◆ **Exercise**
Going through the entries below, tally the lines that hold the word "count" and state the result alone.

::::

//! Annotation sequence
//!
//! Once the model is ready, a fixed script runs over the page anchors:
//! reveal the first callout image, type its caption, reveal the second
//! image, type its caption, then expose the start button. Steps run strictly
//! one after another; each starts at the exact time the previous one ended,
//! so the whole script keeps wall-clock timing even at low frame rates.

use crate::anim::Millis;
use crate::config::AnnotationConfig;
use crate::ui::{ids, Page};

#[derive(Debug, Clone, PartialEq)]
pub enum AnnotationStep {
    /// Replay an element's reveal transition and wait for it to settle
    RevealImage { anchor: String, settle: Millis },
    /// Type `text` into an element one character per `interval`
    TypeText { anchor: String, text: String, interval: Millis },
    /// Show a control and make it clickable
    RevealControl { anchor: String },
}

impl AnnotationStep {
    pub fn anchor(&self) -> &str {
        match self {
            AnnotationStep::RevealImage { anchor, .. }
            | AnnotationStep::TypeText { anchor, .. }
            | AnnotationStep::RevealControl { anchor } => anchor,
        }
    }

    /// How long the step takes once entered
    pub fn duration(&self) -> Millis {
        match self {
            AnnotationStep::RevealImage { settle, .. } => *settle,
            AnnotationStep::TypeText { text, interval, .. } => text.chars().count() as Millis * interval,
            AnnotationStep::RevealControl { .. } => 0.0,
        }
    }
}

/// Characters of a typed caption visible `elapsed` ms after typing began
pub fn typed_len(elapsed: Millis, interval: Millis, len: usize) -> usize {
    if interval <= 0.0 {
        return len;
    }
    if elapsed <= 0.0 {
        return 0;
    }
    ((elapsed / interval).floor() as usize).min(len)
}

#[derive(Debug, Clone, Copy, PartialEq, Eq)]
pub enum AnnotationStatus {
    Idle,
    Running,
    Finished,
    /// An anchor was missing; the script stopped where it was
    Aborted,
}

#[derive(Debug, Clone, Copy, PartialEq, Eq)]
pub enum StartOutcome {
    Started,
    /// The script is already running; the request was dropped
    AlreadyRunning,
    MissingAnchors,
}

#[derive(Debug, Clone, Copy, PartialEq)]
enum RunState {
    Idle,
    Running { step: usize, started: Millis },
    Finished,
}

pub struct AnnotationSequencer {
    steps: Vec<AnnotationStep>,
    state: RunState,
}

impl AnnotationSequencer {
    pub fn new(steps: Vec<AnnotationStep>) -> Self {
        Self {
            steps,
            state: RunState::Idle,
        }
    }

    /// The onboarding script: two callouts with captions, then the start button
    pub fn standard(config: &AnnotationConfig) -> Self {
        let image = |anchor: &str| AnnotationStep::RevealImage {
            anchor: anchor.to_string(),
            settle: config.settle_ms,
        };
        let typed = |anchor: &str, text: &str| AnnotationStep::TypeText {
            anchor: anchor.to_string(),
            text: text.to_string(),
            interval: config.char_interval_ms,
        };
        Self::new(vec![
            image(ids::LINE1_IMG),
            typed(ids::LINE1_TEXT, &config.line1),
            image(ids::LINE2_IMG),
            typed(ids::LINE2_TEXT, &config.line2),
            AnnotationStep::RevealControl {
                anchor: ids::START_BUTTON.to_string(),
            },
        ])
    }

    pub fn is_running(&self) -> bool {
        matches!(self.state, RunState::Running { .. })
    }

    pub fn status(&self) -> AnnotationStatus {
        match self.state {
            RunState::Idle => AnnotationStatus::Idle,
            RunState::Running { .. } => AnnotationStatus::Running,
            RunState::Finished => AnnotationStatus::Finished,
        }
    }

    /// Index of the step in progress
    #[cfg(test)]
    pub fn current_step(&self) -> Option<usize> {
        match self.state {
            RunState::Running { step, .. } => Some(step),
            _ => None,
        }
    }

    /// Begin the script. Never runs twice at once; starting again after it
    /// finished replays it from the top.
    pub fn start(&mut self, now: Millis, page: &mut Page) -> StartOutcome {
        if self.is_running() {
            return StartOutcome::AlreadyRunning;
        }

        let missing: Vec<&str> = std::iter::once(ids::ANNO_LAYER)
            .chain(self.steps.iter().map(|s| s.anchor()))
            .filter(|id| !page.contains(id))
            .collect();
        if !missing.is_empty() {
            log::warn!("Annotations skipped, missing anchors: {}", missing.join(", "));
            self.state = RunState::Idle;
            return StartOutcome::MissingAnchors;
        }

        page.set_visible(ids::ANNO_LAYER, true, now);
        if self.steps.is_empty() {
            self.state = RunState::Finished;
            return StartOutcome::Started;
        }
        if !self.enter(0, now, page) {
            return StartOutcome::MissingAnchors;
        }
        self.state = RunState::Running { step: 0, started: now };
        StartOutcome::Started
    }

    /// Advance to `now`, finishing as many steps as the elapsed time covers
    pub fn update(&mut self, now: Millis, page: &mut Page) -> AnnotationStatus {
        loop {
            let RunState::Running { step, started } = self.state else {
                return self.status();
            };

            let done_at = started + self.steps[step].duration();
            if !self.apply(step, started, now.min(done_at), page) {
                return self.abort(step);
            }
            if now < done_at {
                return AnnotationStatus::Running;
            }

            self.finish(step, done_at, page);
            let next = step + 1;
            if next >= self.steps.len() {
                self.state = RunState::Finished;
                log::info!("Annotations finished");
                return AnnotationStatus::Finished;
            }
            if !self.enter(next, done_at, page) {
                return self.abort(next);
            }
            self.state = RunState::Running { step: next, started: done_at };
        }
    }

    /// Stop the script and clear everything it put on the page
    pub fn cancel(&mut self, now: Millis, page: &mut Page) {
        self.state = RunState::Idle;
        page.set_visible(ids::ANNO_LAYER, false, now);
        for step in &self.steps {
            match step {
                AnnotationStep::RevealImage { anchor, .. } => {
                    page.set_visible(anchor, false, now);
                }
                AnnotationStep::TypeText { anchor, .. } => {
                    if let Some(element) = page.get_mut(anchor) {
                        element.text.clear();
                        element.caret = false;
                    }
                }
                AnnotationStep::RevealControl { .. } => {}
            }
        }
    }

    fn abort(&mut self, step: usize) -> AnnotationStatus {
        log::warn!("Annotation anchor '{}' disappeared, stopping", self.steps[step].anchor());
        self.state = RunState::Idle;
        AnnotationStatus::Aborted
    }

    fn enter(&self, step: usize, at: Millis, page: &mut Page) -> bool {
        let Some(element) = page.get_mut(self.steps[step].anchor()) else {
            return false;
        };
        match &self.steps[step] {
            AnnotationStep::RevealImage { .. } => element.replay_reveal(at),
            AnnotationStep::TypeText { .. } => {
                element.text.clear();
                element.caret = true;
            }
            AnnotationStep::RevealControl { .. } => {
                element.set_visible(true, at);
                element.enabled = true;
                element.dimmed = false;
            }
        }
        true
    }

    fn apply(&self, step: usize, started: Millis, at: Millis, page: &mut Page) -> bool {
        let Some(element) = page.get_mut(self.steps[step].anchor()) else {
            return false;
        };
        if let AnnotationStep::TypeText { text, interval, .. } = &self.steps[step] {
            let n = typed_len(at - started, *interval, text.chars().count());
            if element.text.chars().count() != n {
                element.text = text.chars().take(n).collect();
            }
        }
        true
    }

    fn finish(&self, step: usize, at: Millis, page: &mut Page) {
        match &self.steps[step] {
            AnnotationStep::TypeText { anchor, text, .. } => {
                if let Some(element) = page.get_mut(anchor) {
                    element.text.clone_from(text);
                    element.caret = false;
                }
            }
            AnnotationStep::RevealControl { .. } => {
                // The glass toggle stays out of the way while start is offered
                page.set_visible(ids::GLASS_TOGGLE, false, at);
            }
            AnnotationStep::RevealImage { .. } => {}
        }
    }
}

::::

◆ **Answer space**
3